Advisor: Yingjin Yuan

Tianjin, China

B.S. Chemical Engineering, Tianjin University

2001-2005

近期发表论文:
  1. Hu J.H., Miller S.M., Geurts M.H., Tang W., Chen L., Sun N., Zeina C.M., Gao, X., Rees H.A., Lin Z., Liu D.R.,
     “Evolved Cas9 variants with broad PAM compatibility and high DNA specificity.” Nature, 2018, doi: 10.1038/nature26155.
  2. Gao, X.†, Tao Y.†, Lamas V., Huang M., Yeh W.H., Pan B., Hu Y.J., Hu J.H., Thompson D.B., Shu Y., Li Y., Wang H., Yang S., Xu Q., Polley D.B., Liberman M.C., Kong W.J., Holt J.R., Chen Z.Y., Liu D.R., “Treatment of autosomal progressive hearing loss by in vivo delivery of genome editing agents.” Nature, 2018,553, 217-221.
  3. Jiménez-Osés, G.†, Osuna S.†, Gao, X., Sawaya, M.R.; Gilson, L.; Collier, S.J.; Huisman, G.W., Yeates, T.O., Tang, Y., Houk, K.N., “The Role of Distant Mutations and Allosteric Regulation on LovD Active Site Dynamics.”Nat.

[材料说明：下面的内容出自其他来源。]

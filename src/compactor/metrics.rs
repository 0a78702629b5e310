use prometheus::{IntCounter, IntGauge, Registry};

/// Process-wide compactor metrics
#[derive(Clone)]
pub struct CompactorMetrics {
    pub jobs_planned: IntCounter,
    pub jobs_waiting: IntCounter,
    pub tenants_synced: IntCounter,
    pub tenant_sync_failures: IntCounter,
    pub tenants: IntGauge,
}

impl CompactorMetrics {
    pub fn new(registry: &Registry) -> prometheus::Result<Self> {
        let jobs_planned = IntCounter::new(
            "compactor_jobs_planned_total",
            "Compaction jobs built from fetched block metas",
        )?;
        let jobs_waiting = IntCounter::new(
            "compactor_jobs_waiting_total",
            "Compaction jobs held back because their wait period has not elapsed",
        )?;
        let tenants_synced = IntCounter::new(
            "compactor_tenants_synced_total",
            "Tenants whose block metas were synced successfully",
        )?;
        let tenant_sync_failures = IntCounter::new(
            "compactor_tenant_sync_failures_total",
            "Tenant syncs that failed",
        )?;
        let tenants = IntGauge::new("compactor_tenants", "Tenants known to the compactor")?;

        registry.register(Box::new(jobs_planned.clone()))?;
        registry.register(Box::new(jobs_waiting.clone()))?;
        registry.register(Box::new(tenants_synced.clone()))?;
        registry.register(Box::new(tenant_sync_failures.clone()))?;
        registry.register(Box::new(tenants.clone()))?;

        Ok(Self {
            jobs_planned,
            jobs_waiting,
            tenants_synced,
            tenant_sync_failures,
            tenants,
        })
    }
}
use chrono::{DateTime, Utc};
use futures::FutureExt;
use futures::stream::{self, StreamExt};
use std::sync::Arc;
use std::time::Duration;
use thiserror::Error;
use tokio_util::sync::CancellationToken;

use super::job::Job;
use crate::block::{meta_path, BlockMeta};
use crate::storage::{BucketReader, StorageError};

/// Attribute lookups issued in parallel by default
pub const DEFAULT_ATTRIBUTES_CONCURRENCY: usize = 8;

#[derive(Debug, Error)]
pub enum WaitPeriodError {
    #[error("get attributes of {path} for block {block}: {source}", block = .meta.id)]
    Attributes {
        meta: Arc<BlockMeta>,
        path: String,
        #[source]
        source: StorageError,
    },

    #[error("wait period check cancelled")]
    Cancelled,
}

impl WaitPeriodError {
    /// Block whose lookup failed
    pub fn meta(&self) -> Option<&Arc<BlockMeta>> {
        match self {
            WaitPeriodError::Attributes { meta, .. } => Some(meta),
            WaitPeriodError::Cancelled => None,
        }
    }
}

#[derive(Debug, Clone, PartialEq, Eq)]
pub enum WaitPeriodStatus {
    Elapsed,
    /// `blocking` is the first block, in append order, uploaded too recently
    NotElapsed { blocking: Arc<BlockMeta> },
}

impl WaitPeriodStatus {
    pub fn is_elapsed(&self) -> bool {
        matches!(self, WaitPeriodStatus::Elapsed)
    }

    pub fn blocking_meta(&self) -> Option<&Arc<BlockMeta>> {
        match self {
            WaitPeriodStatus::Elapsed => None,
            WaitPeriodStatus::NotElapsed { blocking } => Some(blocking),
        }
    }
}

/// Check that every raw block of the job was uploaded at least `wait` ago.
///
/// Only level-1 blocks not written through the out-of-order path are
/// checked. Their `meta.json` last-modified time is read from `bucket`,
/// which must be scoped to the job's tenant. Lookups run up to
/// `concurrency` at a time, but results are resolved in append order: the
/// first failing or blocking block wins. A zero `wait` skips the check
/// without touching the bucket.
pub async fn wait_period_elapsed(
    job: &Job,
    wait: Duration,
    bucket: &dyn BucketReader,
    concurrency: usize,
    cancel: &CancellationToken,
) -> Result<WaitPeriodStatus, WaitPeriodError> {
    if wait.is_zero() {
        return Ok(WaitPeriodStatus::Elapsed);
    }

    let threshold = upload_threshold(Utc::now(), wait);

    let lookups: Vec<_> = job
        .metas()
        .iter()
        .filter(|meta| meta.compaction.level == 1 && !meta.is_out_of_order())
        .map(|meta| {
            async move {
                let path = meta_path(&meta.id);
                let attrs = bucket.attributes(&path).await;
                (meta, path, attrs)
            }
            .boxed()
        })
        .collect();

    let mut lookups = stream::iter(lookups).buffered(concurrency.max(1));

    loop {
        let next = tokio::select! {
            biased;
            _ = cancel.cancelled() => return Err(WaitPeriodError::Cancelled),
            next = lookups.next() => next,
        };
        let Some((meta, path, attrs)) = next else {
            break;
        };

        let attrs = attrs.map_err(|source| WaitPeriodError::Attributes {
            meta: Arc::clone(meta),
            path,
            source,
        })?;

        if attrs.last_modified > threshold {
            tracing::debug!(
                block = %meta.id,
                last_modified = %attrs.last_modified,
                "Block uploaded within the wait period"
            );
            return Ok(WaitPeriodStatus::NotElapsed {
                blocking: Arc::clone(meta),
            });
        }
    }

    Ok(WaitPeriodStatus::Elapsed)
}

fn upload_threshold(now: DateTime<Utc>, wait: Duration) -> DateTime<Utc> {
    chrono::Duration::from_std(wait)
        .ok()
        .and_then(|wait| now.checked_sub_signed(wait))
        .unwrap_or(DateTime::<Utc>::MIN_UTC)
}
//! Compaction planning
//!
//! A [`Job`] groups blocks that share external labels and resolution.
//! Before a job with raw (level-1) blocks is compacted,
//! [`wait_period_elapsed`] checks that those blocks were uploaded long
//! enough ago for the object store to have settled. [`TenantSyncer`] drives
//! the per-tenant fetchers and turns their output into jobs; executing the
//! merge itself is left to the caller.

mod grouper;
mod job;
mod metrics;
mod sync;
mod wait;

pub use grouper::{group_jobs, group_key};
pub use job::{Job, JobError};
pub use metrics::CompactorMetrics;
pub use sync::{
    JobStatus, PlannedJob, SyncError, SyncReport, TenantOutcome, TenantReport, TenantSyncer,
};
pub use wait::{
    wait_period_elapsed, WaitPeriodError, WaitPeriodStatus, DEFAULT_ATTRIBUTES_CONCURRENCY,
};
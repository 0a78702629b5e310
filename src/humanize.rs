//! Human-readable duration formatting and parsing utilities

use serde::{Deserialize, Serialize, Serializer};
use std::fmt;
use std::str::FromStr;
use std::time::Duration;
use thiserror::Error;

#[derive(Debug, Error)]
pub enum ParseError {
    #[error("Invalid duration format: {0}")]
    InvalidFormat(String),

    #[error("Invalid number: {0}")]
    InvalidNumber(#[from] std::num::ParseIntError),

    #[error("Invalid unit: {0}")]
    InvalidUnit(String),
}

/// Duration wrapper with human-readable parsing ("15m", "1h30m", "2d")
#[derive(Debug, Clone, Copy, Default, PartialEq, Eq, PartialOrd, Ord)]
pub struct HumanDuration(pub Duration);

impl HumanDuration {
    pub const ZERO: HumanDuration = HumanDuration(Duration::ZERO);

    pub fn from_secs(secs: u64) -> Self {
        HumanDuration(Duration::from_secs(secs))
    }

    pub fn as_duration(&self) -> Duration {
        self.0
    }

    pub fn is_zero(&self) -> bool {
        self.0.is_zero()
    }

    pub fn to_human_readable(&self) -> String {
        const UNITS: &[(&str, u64)] = &[("d", 86_400), ("h", 3_600), ("m", 60), ("s", 1)];

        let mut secs = self.0.as_secs();
        let millis = self.0.subsec_millis();
        if secs == 0 {
            return format!("{}ms", millis);
        }

        let mut out = String::new();
        for &(unit, divisor) in UNITS {
            if secs >= divisor {
                out.push_str(&format!("{}{}", secs / divisor, unit));
                secs %= divisor;
            }
        }
        if millis > 0 {
            out.push_str(&format!("{}ms", millis));
        }
        out
    }
}

impl From<Duration> for HumanDuration {
    fn from(value: Duration) -> Self {
        HumanDuration(value)
    }
}

impl Serialize for HumanDuration {
    fn serialize<S: Serializer>(&self, serializer: S) -> Result<S::Ok, S::Error> {
        serializer.serialize_str(&self.to_human_readable())
    }
}

impl<'de> Deserialize<'de> for HumanDuration {
    fn deserialize<D>(deserializer: D) -> Result<Self, D::Error>
    where
        D: serde::Deserializer<'de>,
    {
        struct HumanDurationVisitor;

        impl<'de> serde::de::Visitor<'de> for HumanDurationVisitor {
            type Value = HumanDuration;

            fn expecting(&self, formatter: &mut fmt::Formatter) -> fmt::Result {
                formatter.write_str("a duration as string (e.g., \"15m\", \"1h30m\") or seconds as integer")
            }

            fn visit_u64<E>(self, v: u64) -> Result<Self::Value, E>
            where
                E: serde::de::Error,
            {
                Ok(HumanDuration::from_secs(v))
            }

            fn visit_i64<E>(self, v: i64) -> Result<Self::Value, E>
            where
                E: serde::de::Error,
            {
                u64::try_from(v)
                    .map(HumanDuration::from_secs)
                    .map_err(|_| E::custom(format!("negative duration: {}", v)))
            }

            fn visit_str<E>(self, v: &str) -> Result<Self::Value, E>
            where
                E: serde::de::Error,
            {
                v.parse::<HumanDuration>().map_err(serde::de::Error::custom)
            }
        }

        deserializer.deserialize_any(HumanDurationVisitor)
    }
}

impl FromStr for HumanDuration {
    type Err = ParseError;

    fn from_str(s: &str) -> Result<Self, Self::Err> {
        let s = s.trim().to_lowercase();

        // Plain number means seconds
        if let Ok(num) = s.parse::<u64>() {
            return Ok(HumanDuration::from_secs(num));
        }
        if s.is_empty() {
            return Err(ParseError::InvalidFormat(s));
        }

        let mut total = Duration::ZERO;
        let mut rest = s.as_str();
        while !rest.is_empty() {
            let digits = rest.find(|c: char| !c.is_ascii_digit()).unwrap_or(rest.len());
            if digits == 0 {
                return Err(ParseError::InvalidFormat(s.clone()));
            }
            let num: u64 = rest[..digits].parse()?;
            rest = &rest[digits..];

            let unit_len = rest.find(|c: char| c.is_ascii_digit()).unwrap_or(rest.len());
            let unit = &rest[..unit_len];
            rest = &rest[unit_len..];

            let part = match unit {
                "ms" => Duration::from_millis(num),
                "s" => Duration::from_secs(num),
                "m" => Duration::from_secs(num * 60),
                "h" => Duration::from_secs(num * 3_600),
                "d" => Duration::from_secs(num * 86_400),
                "w" => Duration::from_secs(num * 7 * 86_400),
                "" => return Err(ParseError::InvalidFormat(s.clone())),
                other => return Err(ParseError::InvalidUnit(other.to_string())),
            };
            total += part;
        }

        Ok(HumanDuration(total))
    }
}

impl fmt::Display for HumanDuration {
    fn fmt(&self, f: &mut fmt::Formatter<'_>) -> fmt::Result {
        write!(f, "{}", self.to_human_readable())
    }
}

#[cfg(test)]
mod tests {
    use super::*;

    #[test]
    fn test_parse_seconds() {
        assert_eq!("90".parse::<HumanDuration>().unwrap().0, Duration::from_secs(90));
        assert_eq!("30s".parse::<HumanDuration>().unwrap().0, Duration::from_secs(30));
    }

    #[test]
    fn test_parse_compound() {
        assert_eq!(
            "1h30m".parse::<HumanDuration>().unwrap().0,
            Duration::from_secs(90 * 60)
        );
        assert_eq!(
            "2d12h".parse::<HumanDuration>().unwrap().0,
            Duration::from_secs(60 * 3_600)
        );
        assert_eq!("250ms".parse::<HumanDuration>().unwrap().0, Duration::from_millis(250));
    }

    #[test]
    fn test_parse_errors() {
        assert!(matches!("".parse::<HumanDuration>(), Err(ParseError::InvalidFormat(_))));
        assert!(matches!("m".parse::<HumanDuration>(), Err(ParseError::InvalidFormat(_))));
        assert!(matches!("5y".parse::<HumanDuration>(), Err(ParseError::InvalidUnit(_))));
    }

    #[test]
    fn test_to_human_readable() {
        assert_eq!(HumanDuration::from_secs(900).to_human_readable(), "15m");
        assert_eq!(HumanDuration::from_secs(5_400).to_human_readable(), "1h30m");
        assert_eq!(HumanDuration::ZERO.to_human_readable(), "0ms");
    }

    #[test]
    fn test_deserialize_string() {
        let json = r#"{"period": "15m"}"#;
        #[derive(Deserialize)]
        struct TestStruct {
            period: HumanDuration,
        }
        let parsed: TestStruct = serde_json::from_str(json).unwrap();
        assert_eq!(parsed.period.as_duration(), Duration::from_secs(900));
    }

    #[test]
    fn test_deserialize_number() {
        let json = r#"{"period": 60}"#;
        #[derive(Deserialize)]
        struct TestStruct {
            period: HumanDuration,
        }
        let parsed: TestStruct = serde_json::from_str(json).unwrap();
        assert_eq!(parsed.period.as_duration(), Duration::from_secs(60));
    }
}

Chem. Biol., 2014, (6):431-6.  
  4. Gao, X., Jiang, W, Jiménez-Osés, G, Choi S. M., Houk K.N., Yi Tang, Walsh C.T., “An Iterative, Bimodular Nonribosomal Peptide Synthetase that Converts Anthranilate and Tryptophan into Tetracyclic Asperlicins.” Chem. Biol., 2013, 20, 870-878.
  5. Gao, X., Haynes, S.W., Ames, B.D., Wang, P., Vien, L.P., Walsh, C.T., Tang, Y. “Cyclization of fungal nonribosomal peptides by a terminal condensation-Like domain.” Nat. Chem. Biol., 2012, 8, 823-830.
  6. Gao, X., Chooi, Y., Ames, B.D., Wang, P., Walsh, C. T., Tang, Y. “Fungal quinazoline alkaloid biosynthesis: Genetic and biochemical investigation of the tryptoquialanine pathway in Penicillium aethiopicum.” J. Am. Chem. Soc., 2011, 133, 2729-2741.
    Highlighted in Nat. Chem. Biol., “Biosynthesis: Alkaloids under construction”, 2011, 7, 190–191
  7. Gao, X., Xie, X.†, Pashkov, I., Sawaya, R.M., Laidmen, J., Zhang, W., Cacho, R., Yeates, T.O., Tang, Y. “Directed evolution and structural characterization of a simvastatin synthase.” Chem. Biol., 2009, 16, 1064-1074.